Have stickers made with your name, address and telephone number on to be used when you have to fill in forms or supply your information.
To remind yourself to take your medication first thing in the morning, put the pill bottle into your slipper. Before you can put on your slipper you need to remove the bottle!
A small spiral notebook with pen/pencil stuck into the spiral binding will help for short reminder and other notes.
When you are out and remember you have to do something when you get home, call yourself on the home phone and leave a reminder.
Have to take a number down and writing is a problem? Leave a calculator next to the phone and punch the number in so that you can write it down after the call. Clear the calculator after you wrote the number down.
I’M OKAY – YOU’RE OK!
Manage yourself and your MS well, and you will be in control of the situation.
If YOU are in control, it will put your family and/or caregivers at rest as well.
Keep the balance in your life right. Prioritise, eliminate, consolidate and streamline activities in all the aspects of your life.
You have to look after YOURSELF. Be sensible about time management; prioritise those things that are important to you and your family. Eliminate unnecessary and difficult tasks, rather delegate them. Give yourself permission to rest, do not feel guilty about putting your feet up, you will be rewarded the following day with adequate energy levels.

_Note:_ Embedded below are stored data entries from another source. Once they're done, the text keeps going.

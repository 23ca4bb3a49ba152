// Copyright 2025 Ramble Contributors
//
// Licensed under the Apache License, Version 2.0 (the "License");
// you may not use this file except in compliance with the License.
// You may obtain a copy of the License at
//
//     http://www.apache.org/licenses/LICENSE-2.0
//
// Unless required by applicable law or agreed to in writing, software
// distributed under the License is distributed on an "AS IS" BASIS,
// WITHOUT WARRANTIES OR CONDITIONS OF ANY KIND, either express or implied.
// See the License for the specific language governing permissions and
// limitations under the License.

//! The interpreter
//!
//! [`generator`] lowers RAM statements into the executable [`shadow`]
//! tree; [`engine`] walks that tree to fixpoint, threading all mutable
//! evaluation state through a per-invocation [`context`]. User operators
//! dispatch through the [`functors`] registry.

pub mod context;
pub mod engine;
pub mod functors;
pub mod generator;
pub mod regex_cache;
pub mod shadow;

pub use context::Context;
pub use engine::{Engine, EngineBuilder};
pub use functors::{
    FunctorArg, FunctorHandle, FunctorRegistry, FunctorResult, StatefulFunctor, StatelessFunctor,
};
pub use regex_cache::RegexCache;
pub use shadow::{ShadowNode, SuperInstruction, ViewContext, ViewInfo};
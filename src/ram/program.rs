// Copyright 2025 Ramble Contributors
//
// Licensed under the Apache License, Version 2.0 (the "License");
// you may not use this file except in compliance with the License.
// You may obtain a copy of the License at
//
//     http://www.apache.org/licenses/LICENSE-2.0
//
// Unless required by applicable law or agreed to in writing, software
// distributed under the License is distributed on an "AS IS" BASIS,
// WITHOUT WARRANTIES OR CONDITIONS OF ANY KIND, either express or implied.
// See the License for the specific language governing permissions and
// limitations under the License.

//! The RAM program
//!
//! A program bundles the relation declarations, the index selection
//! computed by the front-end's index analysis, the main statement, and the
//! named subroutines produced by SCC decomposition. The engine consumes it
//! read-only.

use std::collections::BTreeMap;

use rustc_hash::FxHashMap;

use super::node::Statement;

/// Storage representation requested for a relation.
#[derive(Debug, Clone, Copy, PartialEq, Eq)]
pub enum Representation {
    /// Ordered index, the default.
    BTree,
    /// Ordered index supporting erase.
    BTreeDelete,
    /// Binary equivalence relation under reflexive-symmetric-transitive
    /// closure.
    Eqrel,
}

/// The attribute name marking a provenance level column.
pub const LEVEL_ATTRIBUTE: &str = "@level_number";

/// A relation declaration.
#[derive(Debug, Clone, PartialEq)]
pub struct RelationDecl {
    pub name: String,
    pub arity: usize,
    /// Trailing columns excluded from key semantics (provenance data).
    pub aux_arity: usize,
    pub representation: Representation,
    /// Attribute names; a trailing `@level_number` marks provenance.
    pub attributes: Vec<String>,
    /// Shadow relations ignore engine inserts and answer reads from an
    /// externally registered source.
    pub shadow: bool,
}

impl RelationDecl {
    /// Declare a plain b-tree relation of the given arity.
    pub fn btree(name: impl Into<String>, arity: usize) -> Self {
        RelationDecl {
            name: name.into(),
            arity,
            aux_arity: 0,
            representation: Representation::BTree,
            attributes: Vec::new(),
            shadow: false,
        }
    }

    /// Declare a b-tree relation supporting erase.
    pub fn btree_delete(name: impl Into<String>, arity: usize) -> Self {
        RelationDecl {
            representation: Representation::BTreeDelete,
            ..Self::btree(name, arity)
        }
    }

    /// Declare a binary equivalence relation.
    pub fn eqrel(name: impl Into<String>) -> Self {
        RelationDecl {
            representation: Representation::Eqrel,
            ..Self::btree(name, 2)
        }
    }

    /// Declare a provenance relation: `arity` data columns followed by the
    /// `(rule, level)` pair.
    pub fn provenance(name: impl Into<String>, data_arity: usize) -> Self {
        let arity = data_arity + 2;
        let mut attributes: Vec<String> = (0..data_arity).map(|i| format!("x{i}")).collect();
        attributes.push("@rule_number".to_string());
        attributes.push(LEVEL_ATTRIBUTE.to_string());
        RelationDecl {
            aux_arity: 2,
            attributes,
            ..Self::btree(name, arity)
        }
    }

    /// Mark this declaration as a shadow relation.
    pub fn as_shadow(mut self) -> Self {
        self.shadow = true;
        self
    }

    /// True if the trailing attribute marks a provenance level column.
    pub fn is_provenance(&self) -> bool {
        self.arity > 0 && self.attributes.last().map(String::as_str) == Some(LEVEL_ATTRIBUTE)
    }
}

/// A column order: a permutation of `[0..arity)`.
pub type ColumnOrder = Vec<usize>;

/// Index analysis result: relation name → list of column orders. Shadow
/// nodes reference entries by position; a missing relation defaults to a
/// single identity order.
pub type IndexSelection = FxHashMap<String, Vec<ColumnOrder>>;

/// A complete RAM program.
#[derive(Debug, Clone)]
pub struct Program {
    pub relations: Vec<RelationDecl>,
    pub index_selection: IndexSelection,
    pub main: Statement,
    pub subroutines: BTreeMap<String, Statement>,
}

impl Program {
    /// Create a program with no subroutines and identity index orders.
    pub fn new(relations: Vec<RelationDecl>, main: Statement) -> Self {
        Program {
            relations,
            index_selection: IndexSelection::default(),
            main,
            subroutines: BTreeMap::new(),
        }
    }

    /// Attach a named subroutine.
    pub fn with_subroutine(mut self, name: impl Into<String>, body: Statement) -> Self {
        self.subroutines.insert(name.into(), body);
        self
    }

    /// Attach the index orders for one relation.
    pub fn with_index_orders(mut self, relation: impl Into<String>, orders: Vec<ColumnOrder>) -> Self {
        self.index_selection.insert(relation.into(), orders);
        self
    }

    /// The orders selected for a relation (identity if the analysis left
    /// no entry).
    pub fn orders_for(&self, decl: &RelationDecl) -> Vec<ColumnOrder> {
        match self.index_selection.get(&decl.name) {
            Some(orders) if !orders.is_empty() => orders.clone(),
            _ => vec![(0..decl.arity).collect()],
        }
    }
}

#[cfg(test)]
mod tests {
    use super::*;

    #[test]
    fn test_provenance_detection() {
        let decl = RelationDecl::provenance("p", 1);
        assert_eq!(decl.arity, 3);
        assert_eq!(decl.aux_arity, 2);
        assert!(decl.is_provenance());
        assert!(!RelationDecl::btree("r", 3).is_provenance());
    }

    #[test]
    fn test_default_index_orders() {
        let decl = RelationDecl::btree("edge", 2);
        let program = Program::new(vec![decl.clone()], Statement::Sequence(vec![]));
        assert_eq!(program.orders_for(&decl), vec![vec![0, 1]]);

        let program = program.with_index_orders("edge", vec![vec![1, 0]]);
        assert_eq!(program.orders_for(&decl), vec![vec![1, 0]]);
    }

    #[test]
    fn test_shadow_flag() {
        let decl = RelationDecl::btree("ext", 2).as_shadow();
        assert!(decl.shadow);
    }
}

Stay healthy with a sensible diet. Eat regularly, eat right, snack with healthy foods, and do not skip meals.
Arrange your home to suit your own physical needs. Furniture placed in strategic locations can be helpful to lean on as you move from room to room.
Outsource when you need help. It is not a sign of weakness, rather excellent time and energy management.
Use technology! Get remote controls to open and close doors, switch lights off and on, cordless phones, speaker phones, answering machines…!! Too many to mention! Your PC is a good tool to organise your finances, keeping your records, keeping in contact with family and friends, etc. etc. If you are going to be more housebound, at least make it comfortable for yourself.
When shopping, use the trolley to lean on for stability and also as energy saver.
Have an open mind. Assistive tools/devices/gadgets can be expensive, but with a little bit of imagination and resourcefulness you can make your own “gadgets” to suit your pocket.